## To do:
Copy every line of the following data that includes the string "booleans".

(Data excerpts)
• • •

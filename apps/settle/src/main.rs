use anyhow::{Context, Result};
use clap::{Parser, Subcommand};
use settle_config::SettleConfig;
use settle_error::WaitError;
use settle_logging::{LogFormat, LogLevel, LoggingConfig};
use settle_retry::async_retry::retry_until_async;
use settle_wait::{CancelToken, duration_ms};
use settle_wait::async_wait::try_until_or_fail_async;
use std::io;
use std::path::PathBuf;
use std::process::ExitCode;
use tracing::info;

#[derive(Parser, Debug)]
#[command(name = "settle")]
#[command(about = "Wait for, or retry, a command until it exits successfully.", long_about = None)]
struct Cli {
    /// Raise the log level (-v debug, -vv trace).
    #[arg(short, long, action = clap::ArgAction::Count, global = true)]
    verbose: u8,

    /// plain, json or compact
    #[arg(long, default_value = "plain", global = true)]
    log_format: LogFormat,

    #[command(subcommand)]
    cmd: Command,
}

#[derive(Subcommand, Debug)]
enum Command {
    /// Re-run CMD every interval until it succeeds or the timeout passes.
    Until {
        /// YAML or JSON settle config.
        #[arg(long)]
        config: Option<PathBuf>,
        /// Named wait profile from the config.
        #[arg(long)]
        profile: Option<String>,
        #[arg(long)]
        interval_ms: Option<u64>,
        #[arg(long)]
        timeout_ms: Option<u64>,
        /// What is being waited for, used in logs and the failure message.
        #[arg(long)]
        description: Option<String>,
        #[arg(last = true, required = true)]
        command: Vec<String>,
    },

    /// Run CMD, retrying a bounded number of times until it succeeds.
    Retry {
        #[arg(long)]
        config: Option<PathBuf>,
        /// Retries after the first attempt.
        #[arg(long)]
        retries: Option<u32>,
        #[arg(long)]
        delay_ms: Option<u64>,
        /// Failure message when every attempt fails.
        #[arg(long)]
        message: Option<String>,
        #[arg(last = true, required = true)]
        command: Vec<String>,
    },
}

fn main() -> ExitCode {
    let cli = Cli::parse();

    let logging = LoggingConfig::new()
        .with_level(LogLevel::from_verbosity(cli.verbose))
        .with_format(cli.log_format);
    if let Err(err) = settle_logging::init(&logging) {
        eprintln!("settle: {err:#}");
        return ExitCode::from(2);
    }

    let runtime = match tokio::runtime::Builder::new_current_thread()
        .enable_all()
        .build()
    {
        Ok(runtime) => runtime,
        Err(err) => {
            eprintln!("settle: failed to start runtime: {err}");
            return ExitCode::from(2);
        }
    };

    match runtime.block_on(run(cli.cmd)) {
        Ok(()) => ExitCode::SUCCESS,
        Err(err) => {
            eprintln!("settle: {err:#}");
            ExitCode::from(exit_code(&err))
        }
    }
}

async fn run(cmd: Command) -> Result<()> {
    let cancel = CancelToken::new();
    let on_interrupt = cancel.clone();
    tokio::spawn(async move {
        if tokio::signal::ctrl_c().await.is_ok() {
            on_interrupt.cancel();
        }
    });

    match cmd {
        Command::Until {
            config,
            profile,
            interval_ms,
            timeout_ms,
            description,
            command,
        } => {
            let config = load(config)?;
            let mut settings = config.settings_for(profile.as_deref())?.clone();
            if let Some(ms) = interval_ms {
                settings.interval_ms = ms;
            }
            if let Some(ms) = timeout_ms {
                settings.timeout_ms = ms;
            }
            settings.description = description
                .or(settings.description)
                .or_else(|| Some(format!("`{}` to succeed", command.join(" "))));
            let spec = settings.to_spec()?;

            let message = format!("`{}` never succeeded", command.join(" "));
            let outcome =
                try_until_or_fail_async(&spec, || succeeds(&command), message, Some(&cancel))
                    .await?;
            info!(
                evaluations = outcome.evaluations(),
                elapsed_ms = duration_ms(outcome.elapsed()),
                "Command succeeded"
            );
        }

        Command::Retry {
            config,
            retries,
            delay_ms,
            message,
            command,
        } => {
            let config = load(config)?;
            let mut policy = config.retry;
            if let Some(retries) = retries {
                policy.max_retries = retries;
            }
            if let Some(ms) = delay_ms {
                policy.delay_ms = ms;
            }
            let message =
                message.unwrap_or_else(|| format!("`{}` kept failing", command.join(" ")));

            let attempts =
                retry_until_async(&policy, || succeeds(&command), &message, Some(&cancel)).await?;
            info!(attempts, "Command succeeded");
        }
    }

    Ok(())
}

fn load(path: Option<PathBuf>) -> Result<SettleConfig> {
    let mut config = match path {
        Some(path) => settle_config::load_config(path)?,
        None => SettleConfig::default(),
    };
    config
        .apply_env()
        .context("Invalid settle environment override")?;
    Ok(config)
}

/// Runs `command` to completion; true when it exits with status 0.
async fn succeeds(command: &[String]) -> io::Result<bool> {
    let Some((program, args)) = command.split_first() else {
        return Err(io::Error::new(io::ErrorKind::InvalidInput, "empty command"));
    };
    let status = tokio::process::Command::new(program)
        .args(args)
        .status()
        .await
        .map_err(|err| io::Error::new(err.kind(), format!("failed to run {program}: {err}")))?;
    Ok(status.success())
}

/// 0 success, 1 timed out or retries exhausted, 2 configuration,
/// 3 the command could not be run, 130 interrupted.
fn exit_code(err: &anyhow::Error) -> u8 {
    match err.downcast_ref::<WaitError<io::Error>>() {
        Some(WaitError::TimedOut { .. } | WaitError::RetriesExhausted { .. }) => 1,
        Some(WaitError::Configuration(_)) | None => 2,
        Some(WaitError::Condition(_)) => 3,
        Some(WaitError::Cancelled { .. }) => 130,
    }
}
//! Clock and sleep abstraction for settle.
//!
//! Waits never read `Instant::now()` or call `thread::sleep` directly; they go
//! through a [`Clock`]. [`SystemClock`] is wall-clock time, [`ManualClock`] is
//! virtual time that only moves when something sleeps or calls
//! [`ManualClock::advance`], so timing-sensitive tests stay deterministic.

use std::sync::{Arc, Mutex, MutexGuard, PoisonError};
use std::time::{Duration, Instant};

pub use settle_cancel::{CancelToken, Interrupted};

/// Whole milliseconds in `duration`, saturating at `u64::MAX`.
pub fn duration_ms(duration: Duration) -> u64 {
    u64::try_from(duration.as_millis()).unwrap_or(u64::MAX)
}

/// Source of monotonic time plus the ability to sleep on it.
pub trait Clock {
    /// Time since an arbitrary, fixed origin.
    fn now(&self) -> Duration;

    /// Sleeps for `duration`, returning early with `Interrupted` if `cancel`
    /// is or becomes cancelled.
    fn sleep(&self, duration: Duration, cancel: Option<&CancelToken>) -> Result<(), Interrupted>;

    /// Sleeps for the full `duration`; nothing can interrupt it.
    fn sleep_uninterruptible(&self, duration: Duration);
}

impl<C: Clock + ?Sized> Clock for &C {
    fn now(&self) -> Duration {
        (**self).now()
    }

    fn sleep(&self, duration: Duration, cancel: Option<&CancelToken>) -> Result<(), Interrupted> {
        (**self).sleep(duration, cancel)
    }

    fn sleep_uninterruptible(&self, duration: Duration) {
        (**self).sleep_uninterruptible(duration)
    }
}

/// Wall-clock time on the calling thread.
#[derive(Debug, Clone, Copy)]
pub struct SystemClock {
    origin: Instant,
}

impl SystemClock {
    pub fn new() -> Self {
        Self {
            origin: Instant::now(),
        }
    }
}

impl Default for SystemClock {
    fn default() -> Self {
        Self::new()
    }
}

impl Clock for SystemClock {
    fn now(&self) -> Duration {
        self.origin.elapsed()
    }

    fn sleep(&self, duration: Duration, cancel: Option<&CancelToken>) -> Result<(), Interrupted> {
        match cancel {
            Some(token) => token.sleep(duration),
            None => {
                self.sleep_uninterruptible(duration);
                Ok(())
            }
        }
    }

    fn sleep_uninterruptible(&self, duration: Duration) {
        std::thread::sleep(duration);
    }
}

#[derive(Debug, Default)]
struct ManualState {
    now: Duration,
    sleeps: Vec<Duration>,
}

/// Virtual clock. Sleeping advances time instantly and is recorded.
///
/// Clones share the same timeline, so a condition closure can hold a clone and
/// move time forward to simulate slow evaluations.
#[derive(Debug, Clone, Default)]
pub struct ManualClock {
    state: Arc<Mutex<ManualState>>,
}

impl ManualClock {
    pub fn new() -> Self {
        Self::default()
    }

    /// Moves virtual time forward without recording a sleep.
    pub fn advance(&self, duration: Duration) {
        let mut state = self.lock();
        state.now = state.now.saturating_add(duration);
    }

    /// Every sleep performed so far, in order.
    pub fn sleeps(&self) -> Vec<Duration> {
        self.lock().sleeps.clone()
    }

    pub fn elapsed(&self) -> Duration {
        self.lock().now
    }

    fn lock(&self) -> MutexGuard<'_, ManualState> {
        self.state.lock().unwrap_or_else(PoisonError::into_inner)
    }
}

impl Clock for ManualClock {
    fn now(&self) -> Duration {
        self.lock().now
    }

    fn sleep(&self, duration: Duration, cancel: Option<&CancelToken>) -> Result<(), Interrupted> {
        if cancel.is_some_and(CancelToken::is_cancelled) {
            return Err(Interrupted);
        }
        self.sleep_uninterruptible(duration);
        Ok(())
    }

    fn sleep_uninterruptible(&self, duration: Duration) {
        let mut state = self.lock();
        state.now = state.now.saturating_add(duration);
        state.sleeps.push(duration);
    }
}

/// Measures elapsed time on a [`Clock`] from the moment it was started.
#[derive(Debug)]
pub struct Stopwatch<'a, C: Clock + ?Sized> {
    clock: &'a C,
    started: Duration,
}

impl<'a, C: Clock + ?Sized> Stopwatch<'a, C> {
    pub fn start(clock: &'a C) -> Self {
        Self {
            clock,
            started: clock.now(),
        }
    }

    pub fn elapsed(&self) -> Duration {
        self.clock.now().saturating_sub(self.started)
    }

    /// True once `limit` has been exceeded (strictly).
    pub fn is_past(&self, limit: Duration) -> bool {
        self.elapsed() > limit
    }
}

#[cfg(test)]
mod tests {
    use super::*;

    #[test]
    fn manual_clock_sleep_advances_and_records() {
        let clock = ManualClock::new();
        clock.sleep(Duration::from_millis(100), None).unwrap();
        clock.sleep(Duration::from_millis(250), None).unwrap();

        assert_eq!(clock.now(), Duration::from_millis(350));
        assert_eq!(
            clock.sleeps(),
            vec![Duration::from_millis(100), Duration::from_millis(250)]
        );
    }

    #[test]
    fn manual_clock_advance_is_not_a_sleep() {
        let clock = ManualClock::new();
        clock.advance(Duration::from_secs(2));
        assert_eq!(clock.elapsed(), Duration::from_secs(2));
        assert!(clock.sleeps().is_empty());
    }

    #[test]
    fn manual_clock_clones_share_time() {
        let clock = ManualClock::new();
        let other = clock.clone();
        other.advance(Duration::from_millis(5));
        assert_eq!(clock.now(), Duration::from_millis(5));
    }

    #[test]
    fn manual_clock_cancelled_sleep_does_not_advance() {
        let clock = ManualClock::new();
        let token = CancelToken::new();
        token.cancel();

        assert_eq!(
            clock.sleep(Duration::from_secs(1), Some(&token)),
            Err(Interrupted)
        );
        assert_eq!(clock.now(), Duration::ZERO);
        assert!(clock.sleeps().is_empty());
    }

    #[test]
    fn system_clock_is_monotonic() {
        let clock = SystemClock::new();
        let first = clock.now();
        clock.sleep(Duration::from_millis(5), None).unwrap();
        assert!(clock.now() >= first + Duration::from_millis(5));
    }

    #[test]
    fn system_clock_sleep_honours_cancel() {
        let clock = SystemClock::new();
        let token = CancelToken::new();
        token.cancel();
        assert_eq!(
            clock.sleep(Duration::from_secs(30), Some(&token)),
            Err(Interrupted)
        );
    }

    #[test]
    fn manual_clock_uninterruptible_sleep_records() {
        let clock = ManualClock::new();
        clock.sleep_uninterruptible(Duration::from_millis(40));
        assert_eq!(clock.sleeps(), vec![Duration::from_millis(40)]);
        assert_eq!(clock.now(), Duration::from_millis(40));
    }

    #[test]
    fn duration_ms_saturates() {
        assert_eq!(duration_ms(Duration::from_millis(1_500)), 1_500);
        assert_eq!(duration_ms(Duration::from_micros(999)), 0);
        assert_eq!(duration_ms(Duration::MAX), u64::MAX);
    }

    #[test]
    fn stopwatch_measures_from_start() {
        let clock = ManualClock::new();
        clock.advance(Duration::from_secs(10));

        let watch = Stopwatch::start(&clock);
        assert_eq!(watch.elapsed(), Duration::ZERO);

        clock.advance(Duration::from_millis(300));
        assert_eq!(watch.elapsed(), Duration::from_millis(300));
        assert!(watch.is_past(Duration::from_millis(299)));
        assert!(!watch.is_past(Duration::from_millis(300)));
    }
}
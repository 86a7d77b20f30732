use proptest::prelude::*;

/// Poll intervals small enough to keep virtual-time tests fast.
pub fn strategy_interval_ms() -> impl Strategy<Value = u64> {
    1u64..=500
}

/// `(interval_ms, timeout_ms)` pairs satisfying `timeout >= interval > 0`,
/// with at most a few hundred ticks per wait.
pub fn strategy_wait_millis() -> impl Strategy<Value = (u64, u64)> {
    strategy_interval_ms().prop_flat_map(|interval| {
        (Just(interval), interval..=interval.saturating_mul(200))
    })
}

/// Condition scripts of up to `max_len` booleans.
pub fn strategy_script(max_len: usize) -> impl Strategy<Value = Vec<bool>> {
    prop::collection::vec(any::<bool>(), 1..=max_len)
}

/// `(failures_before_success, max_retries)` for attempt-bounded retries.
pub fn strategy_retry_script() -> impl Strategy<Value = (u32, u32)> {
    (0u32..20, 0u32..20)
}
//! Compiled schema documents.
//!
//! Two shapes exist. Element-list documents (O3D, O3R) declare a layout
//! strategy, a default text encoding, and the ordered element sequence the
//! device must emit, framed by start/stop sentinels. Flag documents (O3X)
//! enable well-known output categories through string-boolean fields.

use serde::Serialize;

use crate::element::{DataEncoding, WireElement};
use crate::error::Result;

/// Start-of-frame sentinel; always the first element of an element list.
///
/// `"star"` is the literal start marker the firmware expects.
pub const START_SENTINEL: WireElement = WireElement::marker("start_string", "star");

/// End-of-frame sentinel; always the last element of an element list.
pub const STOP_SENTINEL: WireElement = WireElement::marker("end_string", "stop");

/// Layout strategy tag understood by the firmware layouter.
const LAYOUTER_FLEXIBLE: &str = "flexible";

#[derive(Debug, Clone, Copy, PartialEq, Eq, Serialize)]
struct DefaultEncoding {
    dataencoding: DataEncoding,
}

/// Element-list schema for the O3D and O3R dialects.
///
/// Invariant: the element sequence starts with [`START_SENTINEL`] and ends
/// with [`STOP_SENTINEL`], whatever was requested — including nothing.
#[derive(Debug, Clone, PartialEq, Eq, Serialize)]
pub struct ElementListSchema {
    layouter: &'static str,
    format: DefaultEncoding,
    elements: Vec<WireElement>,
}

impl ElementListSchema {
    /// Wrap an already-framed element sequence in the document envelope.
    pub(crate) fn new(elements: Vec<WireElement>) -> Self {
        Self {
            layouter: LAYOUTER_FLEXIBLE,
            format: DefaultEncoding {
                dataencoding: DataEncoding::Ascii,
            },
            elements,
        }
    }

    /// The ordered element sequence, sentinels included.
    pub fn elements(&self) -> &[WireElement] {
        &self.elements
    }
}

/// Output-category flags for O3X sensors.
///
/// The serialized form always carries all six `Output*Image` fields with
/// `"true"`/`"false"` string values, plus the app `Index`. Channels outside
/// these categories have no representation in this dialect.
#[derive(Debug, Clone, Copy, Default, PartialEq, Eq)]
pub struct FlagSchema {
    pub distance: bool,
    pub amplitude: bool,
    pub grayscale: bool,
    pub xyz: bool,
    pub distance_noise: bool,
    pub confidence: bool,
}

#[derive(Serialize)]
struct AppFlags {
    #[serde(rename = "Index")]
    index: &'static str,
    #[serde(rename = "OutputDistanceImage")]
    distance: &'static str,
    #[serde(rename = "OutputAmplitudeImage")]
    amplitude: &'static str,
    #[serde(rename = "OutputGrayscaleImage")]
    grayscale: &'static str,
    #[serde(rename = "OutputXYZImage")]
    xyz: &'static str,
    #[serde(rename = "OutputDistanceNoiseImage")]
    distance_noise: &'static str,
    #[serde(rename = "OutputConfidenceImage")]
    confidence: &'static str,
}

#[derive(Serialize)]
struct FlagDocument {
    #[serde(rename = "Apps")]
    apps: [AppFlags; 1],
}

/// String form the firmware expects for booleans.
fn flag(enabled: bool) -> &'static str {
    if enabled {
        "true"
    } else {
        "false"
    }
}

impl Serialize for FlagSchema {
    fn serialize<S>(&self, serializer: S) -> std::result::Result<S::Ok, S::Error>
    where
        S: serde::Serializer,
    {
        FlagDocument {
            apps: [AppFlags {
                index: "1",
                distance: flag(self.distance),
                amplitude: flag(self.amplitude),
                grayscale: flag(self.grayscale),
                xyz: flag(self.xyz),
                distance_noise: flag(self.distance_noise),
                confidence: flag(self.confidence),
            }],
        }
        .serialize(serializer)
    }
}

/// A compiled output schema, ready for transmission.
///
/// Immutable once compiled; one document per configuration request.
#[derive(Debug, Clone, PartialEq, Eq, Serialize)]
#[serde(untagged)]
pub enum SchemaDocument {
    ElementList(ElementListSchema),
    Flags(FlagSchema),
}

impl SchemaDocument {
    /// Serialize to the UTF-8 text form the device accepts.
    pub fn to_json(&self) -> Result<String> {
        Ok(serde_json::to_string(self)?)
    }

    /// Element sequence of an element-list document, `None` for flags.
    pub fn elements(&self) -> Option<&[WireElement]> {
        match self {
            SchemaDocument::ElementList(schema) => Some(schema.elements()),
            SchemaDocument::Flags(_) => None,
        }
    }

    /// Flag view of an O3X document, `None` for element lists.
    pub fn as_flags(&self) -> Option<&FlagSchema> {
        match self {
            SchemaDocument::ElementList(_) => None,
            SchemaDocument::Flags(flags) => Some(flags),
        }
    }
}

• • •

## Your solution:
/// Condition scripts of up to `max_len` booleans.
/// String form the firmware expects for booleans.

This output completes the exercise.